The autonomous vehicle industry is in the process of rerouting. Early AV leaders said fully autonomous cars would hit the mass market by 2020 or 2021—Elon Musk even promised a self-driving Tesla by 2017. But with the end of the decade in sight, two things are certain: The autonomous future remains a long way off, and AV-makers are going to have to change their plan for how to get there.
In this presentation, we show you what this new path looks like and lay out the step-by-step changes we’ll see on the way to full autonomy. We make the case that AV developers’ early shortcomings have ushered in a new era of collaboration and realism. We highlight key industry partnerships and explain what incentivized companies to start working together.

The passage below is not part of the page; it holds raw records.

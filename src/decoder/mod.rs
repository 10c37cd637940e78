mod stage;

pub use stage::*;
#[cfg(feature = "pretrained")]
mod download;
#[cfg(feature = "pretrained")]
pub(crate) use download::download;

pub mod activation;
pub mod checkpoint;
pub mod decoder;
pub mod encoder;
pub mod error;
pub mod head;
pub mod layer;
pub mod sampling;
pub mod skeleton;

mod model;
pub use model::*;

pub use activation::{FinalActivation, Mode};
pub use checkpoint::{save_checkpoint, CheckpointFormat, CheckpointSource, TrainingState};
pub use error::{Error, Result};
//! Volumetric pooling and resizing.
//!
//! burn provides 1D and 2D pooling and interpolation only, so the 3D versions
//! used by the encoder and decoder stages are composed from padding, reshapes
//! and reductions.

use burn::prelude::*;

/// Pooling reduction.
#[derive(Debug, Clone, Copy, PartialEq, Eq, serde::Serialize, serde::Deserialize)]
pub enum PoolKind {
    Max,
    Avg,
}

/// Pool `x` with a `kernel`-sized window, stride equal to the kernel, and
/// `padding` voxels added on both sides of every spatial axis.
///
/// Max pooling pads with negative infinity. Average pooling pads with zeros and
/// counts the padded voxels in the window.
pub fn pool3d<B: Backend>(
    x: Tensor<B, 5>,
    kind: PoolKind,
    kernel: [usize; 3],
    padding: usize,
) -> Tensor<B, 5> {
    let fill = match kind {
        PoolKind::Max => f32::NEG_INFINITY,
        PoolKind::Avg => 0.0,
    };

    let mut x = x;
    for axis in 0..3 {
        x = pad_axis(x, 2 + axis, padding, fill);
    }

    let [n, c, d, h, w] = x.dims();
    let [kd, kh, kw] = kernel;
    let [od, oh, ow] = [d / kd, h / kh, w / kw];

    // Drop the trailing voxels that do not fill a whole window.
    let x = x
        .narrow(2, 0, od * kd)
        .narrow(3, 0, oh * kh)
        .narrow(4, 0, ow * kw);

    // One axis at a time, each window axis moved to dim 3 of a rank-5 view.
    let x = reduce_window(x.reshape([n, c, od, kd, oh * kh * ow * kw]), kind);
    let x = reduce_window(x.reshape([n, c * od, oh, kh, ow * kw]), kind);
    let x = reduce_window(x.reshape([n, c * od * oh, ow, kw, 1]), kind);

    x.reshape([n, c, od, oh, ow])
}

fn reduce_window<B: Backend>(x: Tensor<B, 5>, kind: PoolKind) -> Tensor<B, 5> {
    match kind {
        PoolKind::Max => x.max_dim(3),
        PoolKind::Avg => x.mean_dim(3),
    }
}

/// Spatial size produced by [`pool3d`] for an input of spatial size `dims`.
pub fn pooled_size(dims: [usize; 3], kernel: [usize; 3], padding: usize) -> [usize; 3] {
    let mut out = [0; 3];
    for axis in 0..3 {
        out[axis] = (dims[axis] + 2 * padding - kernel[axis]) / kernel[axis] + 1;
    }
    out
}

/// Nearest-neighbour resize of the spatial axes to `size`.
///
/// The source voxel for output index `i` along an axis of length `len` is
/// `floor(i * len / size)`.
pub fn resize_nearest3d<B: Backend>(x: Tensor<B, 5>, size: [usize; 3]) -> Tensor<B, 5> {
    let dims = x.dims();
    let device = x.device();

    let mut x = x;
    for axis in 0..3 {
        let len = dims[2 + axis];
        let target = size[axis];
        if len == target {
            continue;
        }

        let indices: Vec<i64> = (0..target).map(|i| (i * len / target) as i64).collect();
        let indices = Tensor::<B, 1, Int>::from_data(TensorData::new(indices, [target]), &device);
        x = x.select(2 + axis, indices);
    }
    x
}

/// Spatial `[D, H, W]` part of a feature map's shape.
pub fn spatial_dims<B: Backend>(x: &Tensor<B, 5>) -> [usize; 3] {
    let [_, _, d, h, w] = x.dims();
    [d, h, w]
}

fn pad_axis<B: Backend>(x: Tensor<B, 5>, axis: usize, amount: usize, fill: f32) -> Tensor<B, 5> {
    if amount == 0 {
        return x;
    }

    let mut shape = x.dims();
    shape[axis] = amount;
    let border = Tensor::<B, 5>::full(shape, fill, &x.device());

    Tensor::cat(vec![border.clone(), x, border], axis)
}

Here’s a preview of our presentation on the long path ahead to self-driving cars:
One clear factor driving the shift towards collaboration is the wide range of expertise that building AVs requires. Cars and trucks, sensors, high-powered AI chips, communication technology, and consumer services platforms are all part of a successful AV business. Increasingly, tech companies and legacy automakers are realizing they can’t master all of these skills alone.
The end goal of an autonomous future is also shifting. Increasingly, companies see ridesharing as the most likely—and most profitable—use of AVs. Indeed some experts caution against individually-owned AVs, which they warn could create a dystopia of increased pollution, congestion (pdf), and car-dominated roads.